Una legislación que haga del Estado el cumplidor de la ley, y no su infractor en perjuicio de las personas, sería admirablemente completada por una Ley de Amnistía que haga salir de las cárceles a presos políticos que hoy mismo como en los peores tiempos del autoritarismo padecen prisión injusta.
Es imprescindible hoy restaurar las bases de la convivencia, del acuerdo en lo fundamental.
La sociedad diversa no puede ser homogeneizada, sino por la fuerza. La unidad impuesta lleva imbíbito el riesgo de la unanimidad, del pensamiento único; necesitamos identificar propósitos comunes impulsados desde la diferencia; necesitamos saber y obrar en consecuencia que los distintos, los otros no son por ello peligrosos; necesitamos saber que no son enemigos, sino acaso, adversarios.
El poder del dinero y el poder criminal de las armas sustraen ya ahora con marcas crecientes de la vida en común al imperio de la ley y la capacidad rectora del Estado. El ímpetu feroz de la delincuencia organizada parece no reconocer límites, los rompe todos; sorprende cada día con su ubicuidad y sus desplantes osados y crueles.

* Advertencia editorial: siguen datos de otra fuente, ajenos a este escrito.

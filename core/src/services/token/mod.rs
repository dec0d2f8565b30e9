//! Token service module for JWT management
//!
//! Issues HS256 session tokens carrying the user id and role, and verifies
//! bearer tokens presented to guarded routes.

mod config;
mod service;

#[cfg(test)]
mod tests;

pub use config::TokenServiceConfig;
pub use service::TokenService;
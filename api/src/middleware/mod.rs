pub mod auth;
pub mod cors;

pub use auth::{AuthContext, JwtAuth};
pub use cors::create_cors;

Los poderes fácticos, los que gobiernan sin haber sido elegidos, los que buscan y obtienen ganancia de negocios que atentan contra el interés general gobiernan en mayor medida que los gobiernos; la lucha de unos y otros poderes ilegítimos contra la sociedad, su éxito en el propósito de dominarla es favorecida por una situación económica, material cada vez más adversa, menos propiciatoria que la prosperidad y la expansión de la potencialidad humana.
Muchos creemos percibir la difusión de una desesperanza, de un desánimo social, un desencanto con las formas democráticas, un cinismo social que como los depredadores en infortunios impuestos por la naturaleza aprovechan la desgracia ajena para medrar.

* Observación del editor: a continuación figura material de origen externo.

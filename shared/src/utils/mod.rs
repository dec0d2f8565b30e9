//! Common utility functions

pub mod validation;

pub use validation::validators;
pub mod r#trait {
    pub use super::trait_::*;
}
#[path = "trait.rs"]
mod trait_;
pub mod mock;

#[cfg(test)]
mod tests;

pub use mock::MockListingRepository;
pub use r#trait::ListingRepository;
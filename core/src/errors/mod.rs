//! Domain-specific error types and error handling.

mod types;

// Re-export all error types
pub use types::{AuthError, TokenError, ValidationError};

use thiserror::Error;

/// Core domain errors (general purpose)
#[derive(Error, Debug)]
pub enum DomainError {
    #[error("{message}")]
    Internal { message: String },

    // Bridge to specific error types
    #[error(transparent)]
    Auth(#[from] AuthError),

    #[error(transparent)]
    Token(#[from] TokenError),

    #[error(transparent)]
    ValidationErr(#[from] ValidationError),
}

impl DomainError {
    /// Shorthand for an internal failure carrying the underlying message
    pub fn internal(message: impl Into<String>) -> Self {
        DomainError::Internal {
            message: message.into(),
        }
    }
}

pub type DomainResult<T> = Result<T, DomainError>;
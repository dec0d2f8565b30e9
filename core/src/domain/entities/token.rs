//! Token entities for JWT-based identity.

use chrono::{DateTime, Duration, Utc};
use serde::{Deserialize, Serialize};
use uuid::Uuid;

use super::user::UserRole;

/// Claims structure for JWT payload
#[derive(Debug, Clone, PartialEq, Eq, Serialize, Deserialize)]
pub struct Claims {
    /// Subject (user ID)
    pub sub: String,

    /// Role of the user at issuance
    pub role: UserRole,

    /// Issued at timestamp
    pub iat: i64,

    /// Expiration timestamp, absent when tokens do not expire
    #[serde(default, skip_serializing_if = "Option::is_none")]
    pub exp: Option<i64>,
}

impl Claims {
    /// Creates claims for a user
    ///
    /// # Arguments
    ///
    /// * `user_id` - The user's UUID
    /// * `role` - The user's role
    /// * `lifetime` - Optional validity window; `None` leaves `exp` unset
    pub fn new(user_id: Uuid, role: UserRole, lifetime: Option<Duration>) -> Self {
        let now = Utc::now();
        Self {
            sub: user_id.to_string(),
            role,
            iat: now.timestamp(),
            exp: lifetime.map(|lifetime| {
                now.checked_add_signed(lifetime)
                    .unwrap_or(DateTime::<Utc>::MAX_UTC)
                    .timestamp()
            }),
        }
    }

    /// Checks if the claims have expired; claims without `exp` never do
    pub fn is_expired(&self) -> bool {
        self.exp
            .map(|exp| Utc::now().timestamp() >= exp)
            .unwrap_or(false)
    }

    /// Gets the user ID from the claims
    pub fn user_id(&self) -> Result<Uuid, uuid::Error> {
        Uuid::parse_str(&self.sub)
    }
}

/// Identity asserted by a verified token
#[derive(Debug, Clone, Copy, PartialEq, Eq)]
pub struct Identity {
    pub user_id: Uuid,
    pub role: UserRole,
}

Pero eso que nos ocurre, los fenómenos en sí mismos, y los que provocan esta desesperanza, no son una condena, son enfermedades del espíritu colectivo susceptibles de ser curadas, no con pociones mágicas que a la postres mas envenenan, en que sanan, sino con el empuje que más de una vez ha permitido ejercer y acrecentar la energía de los mexicanos.
No nos deslicemos a la desgracia, menos aún caigamos de súbito en su abismo, cada quien desde su sitio, sin perder sus convicciones, pero sin convertirlas en dogma que impidan el diálogo, impidamos que la sociedad se disuelva.
No es un desenlace inexorable, podemos frenarla, hagámoslo, y con la misma fuerza reconstruyamos la casa que nos albergue a todos o erijámosla si es que nunca la hemos tenido.